■ **ACTION ITEM**
Select the lines below containing the word "evicted".

■ **DATA EXTRACTS**
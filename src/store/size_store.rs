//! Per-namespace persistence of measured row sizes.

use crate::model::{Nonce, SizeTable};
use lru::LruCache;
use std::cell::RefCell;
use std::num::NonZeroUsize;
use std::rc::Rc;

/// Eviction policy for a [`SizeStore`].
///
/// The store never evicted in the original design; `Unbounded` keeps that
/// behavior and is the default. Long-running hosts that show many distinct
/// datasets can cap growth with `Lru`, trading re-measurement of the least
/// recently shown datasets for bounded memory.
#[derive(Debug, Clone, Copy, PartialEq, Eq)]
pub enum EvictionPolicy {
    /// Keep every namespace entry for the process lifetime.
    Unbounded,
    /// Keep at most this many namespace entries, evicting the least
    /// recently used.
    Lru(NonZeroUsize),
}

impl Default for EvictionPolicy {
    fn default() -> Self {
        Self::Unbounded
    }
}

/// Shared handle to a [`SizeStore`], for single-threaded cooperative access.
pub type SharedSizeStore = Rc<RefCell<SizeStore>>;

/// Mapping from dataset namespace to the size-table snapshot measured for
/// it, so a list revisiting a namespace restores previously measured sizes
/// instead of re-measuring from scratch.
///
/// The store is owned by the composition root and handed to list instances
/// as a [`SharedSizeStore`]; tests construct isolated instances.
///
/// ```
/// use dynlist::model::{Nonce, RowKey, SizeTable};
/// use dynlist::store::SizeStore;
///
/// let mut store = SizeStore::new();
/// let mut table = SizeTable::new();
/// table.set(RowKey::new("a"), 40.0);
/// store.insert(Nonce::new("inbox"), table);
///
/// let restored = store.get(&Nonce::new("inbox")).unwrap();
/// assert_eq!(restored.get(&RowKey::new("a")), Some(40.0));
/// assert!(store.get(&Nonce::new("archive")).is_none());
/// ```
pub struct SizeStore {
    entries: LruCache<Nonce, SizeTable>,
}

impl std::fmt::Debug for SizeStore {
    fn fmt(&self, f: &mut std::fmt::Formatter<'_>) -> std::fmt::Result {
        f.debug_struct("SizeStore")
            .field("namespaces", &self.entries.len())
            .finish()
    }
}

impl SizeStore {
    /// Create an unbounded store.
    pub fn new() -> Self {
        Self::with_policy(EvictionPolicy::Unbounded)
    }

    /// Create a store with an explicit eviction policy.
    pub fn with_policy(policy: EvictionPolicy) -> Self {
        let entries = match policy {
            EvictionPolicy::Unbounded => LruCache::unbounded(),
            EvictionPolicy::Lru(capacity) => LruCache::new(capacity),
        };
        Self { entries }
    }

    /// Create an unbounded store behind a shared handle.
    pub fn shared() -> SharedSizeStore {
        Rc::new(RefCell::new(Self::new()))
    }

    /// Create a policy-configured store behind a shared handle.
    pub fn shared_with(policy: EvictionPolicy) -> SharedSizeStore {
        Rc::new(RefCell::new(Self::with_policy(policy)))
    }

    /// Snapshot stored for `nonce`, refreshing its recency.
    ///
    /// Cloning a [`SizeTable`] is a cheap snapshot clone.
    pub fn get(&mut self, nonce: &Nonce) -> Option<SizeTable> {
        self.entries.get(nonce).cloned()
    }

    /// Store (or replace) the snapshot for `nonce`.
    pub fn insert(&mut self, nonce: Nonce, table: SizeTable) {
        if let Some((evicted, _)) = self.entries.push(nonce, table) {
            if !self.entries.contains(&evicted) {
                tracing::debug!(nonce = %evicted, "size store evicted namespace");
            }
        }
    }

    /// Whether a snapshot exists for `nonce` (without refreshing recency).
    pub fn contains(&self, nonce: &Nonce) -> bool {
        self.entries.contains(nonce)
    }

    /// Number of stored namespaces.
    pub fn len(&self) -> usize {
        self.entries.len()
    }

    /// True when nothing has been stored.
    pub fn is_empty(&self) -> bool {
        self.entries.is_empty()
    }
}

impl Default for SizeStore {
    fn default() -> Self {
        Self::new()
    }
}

■ **COMPLETED TASK**
/// The store never evicted in the original design; `Unbounded` keeps that
        if let Some((evicted, _)) = self.entries.push(nonce, table) {
            if !self.entries.contains(&evicted) {
                tracing::debug!(nonce = %evicted, "size store evicted namespace");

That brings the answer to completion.